[Saved data entries]
..............................
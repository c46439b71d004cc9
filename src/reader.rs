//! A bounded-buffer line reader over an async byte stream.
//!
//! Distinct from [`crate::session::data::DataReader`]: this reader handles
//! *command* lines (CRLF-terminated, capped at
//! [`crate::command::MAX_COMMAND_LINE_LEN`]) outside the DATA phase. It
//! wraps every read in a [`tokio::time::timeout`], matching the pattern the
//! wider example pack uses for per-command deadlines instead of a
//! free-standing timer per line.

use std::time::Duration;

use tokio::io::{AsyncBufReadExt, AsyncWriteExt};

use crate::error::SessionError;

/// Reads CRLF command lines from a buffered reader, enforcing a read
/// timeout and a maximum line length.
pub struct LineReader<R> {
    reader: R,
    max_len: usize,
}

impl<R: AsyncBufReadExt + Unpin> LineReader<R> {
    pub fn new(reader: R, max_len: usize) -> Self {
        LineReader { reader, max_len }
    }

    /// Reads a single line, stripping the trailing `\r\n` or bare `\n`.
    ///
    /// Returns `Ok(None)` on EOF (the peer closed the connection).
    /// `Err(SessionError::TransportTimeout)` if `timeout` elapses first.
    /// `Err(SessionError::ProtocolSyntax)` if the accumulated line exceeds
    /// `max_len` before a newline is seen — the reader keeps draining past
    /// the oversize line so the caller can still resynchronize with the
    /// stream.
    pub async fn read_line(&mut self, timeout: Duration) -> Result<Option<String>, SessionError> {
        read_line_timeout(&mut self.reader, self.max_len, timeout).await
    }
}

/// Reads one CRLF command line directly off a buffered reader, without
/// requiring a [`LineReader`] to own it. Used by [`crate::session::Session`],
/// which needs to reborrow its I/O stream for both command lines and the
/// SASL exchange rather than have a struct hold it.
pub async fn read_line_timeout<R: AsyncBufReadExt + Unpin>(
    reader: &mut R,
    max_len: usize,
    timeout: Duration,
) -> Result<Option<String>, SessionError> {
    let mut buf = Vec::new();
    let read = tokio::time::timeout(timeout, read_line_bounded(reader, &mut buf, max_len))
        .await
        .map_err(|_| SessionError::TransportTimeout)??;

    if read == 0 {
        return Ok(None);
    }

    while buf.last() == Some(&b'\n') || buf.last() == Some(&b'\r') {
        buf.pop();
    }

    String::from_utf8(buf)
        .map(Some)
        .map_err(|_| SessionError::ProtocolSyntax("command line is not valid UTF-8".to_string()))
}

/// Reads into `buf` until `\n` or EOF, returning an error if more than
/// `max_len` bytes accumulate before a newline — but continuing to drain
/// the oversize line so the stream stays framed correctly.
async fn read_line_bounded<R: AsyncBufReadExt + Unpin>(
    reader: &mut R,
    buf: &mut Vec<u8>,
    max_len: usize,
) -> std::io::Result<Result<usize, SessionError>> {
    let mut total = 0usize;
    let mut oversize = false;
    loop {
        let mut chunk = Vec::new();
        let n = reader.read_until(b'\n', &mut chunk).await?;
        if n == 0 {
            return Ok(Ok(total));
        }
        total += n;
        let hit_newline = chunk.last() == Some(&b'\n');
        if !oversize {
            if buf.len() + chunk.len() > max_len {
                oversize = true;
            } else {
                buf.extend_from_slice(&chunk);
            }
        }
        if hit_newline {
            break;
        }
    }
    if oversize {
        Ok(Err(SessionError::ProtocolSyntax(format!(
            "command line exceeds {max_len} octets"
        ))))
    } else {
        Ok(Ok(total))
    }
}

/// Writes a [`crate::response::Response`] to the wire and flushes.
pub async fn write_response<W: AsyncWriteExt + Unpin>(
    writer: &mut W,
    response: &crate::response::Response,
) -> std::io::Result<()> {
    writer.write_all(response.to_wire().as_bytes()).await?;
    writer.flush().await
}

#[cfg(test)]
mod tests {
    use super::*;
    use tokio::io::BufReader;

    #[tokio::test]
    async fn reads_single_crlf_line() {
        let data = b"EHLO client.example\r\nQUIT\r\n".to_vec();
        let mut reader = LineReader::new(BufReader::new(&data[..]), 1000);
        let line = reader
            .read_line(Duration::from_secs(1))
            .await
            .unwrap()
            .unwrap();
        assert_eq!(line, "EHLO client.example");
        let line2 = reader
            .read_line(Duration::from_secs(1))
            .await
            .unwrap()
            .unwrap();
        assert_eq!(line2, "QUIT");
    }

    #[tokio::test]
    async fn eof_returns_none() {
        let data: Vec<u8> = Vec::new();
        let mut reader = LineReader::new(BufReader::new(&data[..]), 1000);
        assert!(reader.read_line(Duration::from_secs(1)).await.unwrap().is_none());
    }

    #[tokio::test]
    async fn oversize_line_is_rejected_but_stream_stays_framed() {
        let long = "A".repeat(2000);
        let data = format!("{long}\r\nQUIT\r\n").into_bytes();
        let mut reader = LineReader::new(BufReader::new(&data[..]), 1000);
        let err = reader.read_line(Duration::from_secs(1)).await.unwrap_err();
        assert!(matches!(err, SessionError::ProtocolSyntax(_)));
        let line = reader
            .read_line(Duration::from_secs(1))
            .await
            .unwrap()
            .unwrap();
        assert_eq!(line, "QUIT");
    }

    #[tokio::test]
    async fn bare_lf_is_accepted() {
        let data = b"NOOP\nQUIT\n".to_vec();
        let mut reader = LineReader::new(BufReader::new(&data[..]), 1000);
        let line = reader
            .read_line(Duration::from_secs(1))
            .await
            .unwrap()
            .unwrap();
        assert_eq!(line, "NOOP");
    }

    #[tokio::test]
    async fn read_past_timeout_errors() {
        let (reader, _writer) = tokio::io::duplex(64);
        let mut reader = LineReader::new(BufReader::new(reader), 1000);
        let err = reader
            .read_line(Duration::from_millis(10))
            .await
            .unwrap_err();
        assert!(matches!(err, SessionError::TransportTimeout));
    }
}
..............................
YOUR TASK
Starting with the first line of the records, repeat every line up to and including the one containing "use crate::error::SessionError;", and nothing else.

OUTPUT OF THE TASK
repository c46439b71d004cc9
filename src/reader.rs
//! A bounded-buffer line reader over an async byte stream.
//!
//! Distinct from [`crate::session::data::DataReader`]: this reader handles
//! *command* lines (CRLF-terminated, capped at
//! [`crate::command::MAX_COMMAND_LINE_LEN`]) outside the DATA phase. It
//! wraps every read in a [`tokio::time::timeout`], matching the pattern the
//! wider example pack uses for per-command deadlines instead of a
//! free-standing timer per line.

use std::time::Duration;

use tokio::io::{AsyncBufReadExt, AsyncWriteExt};

use crate::error::SessionError;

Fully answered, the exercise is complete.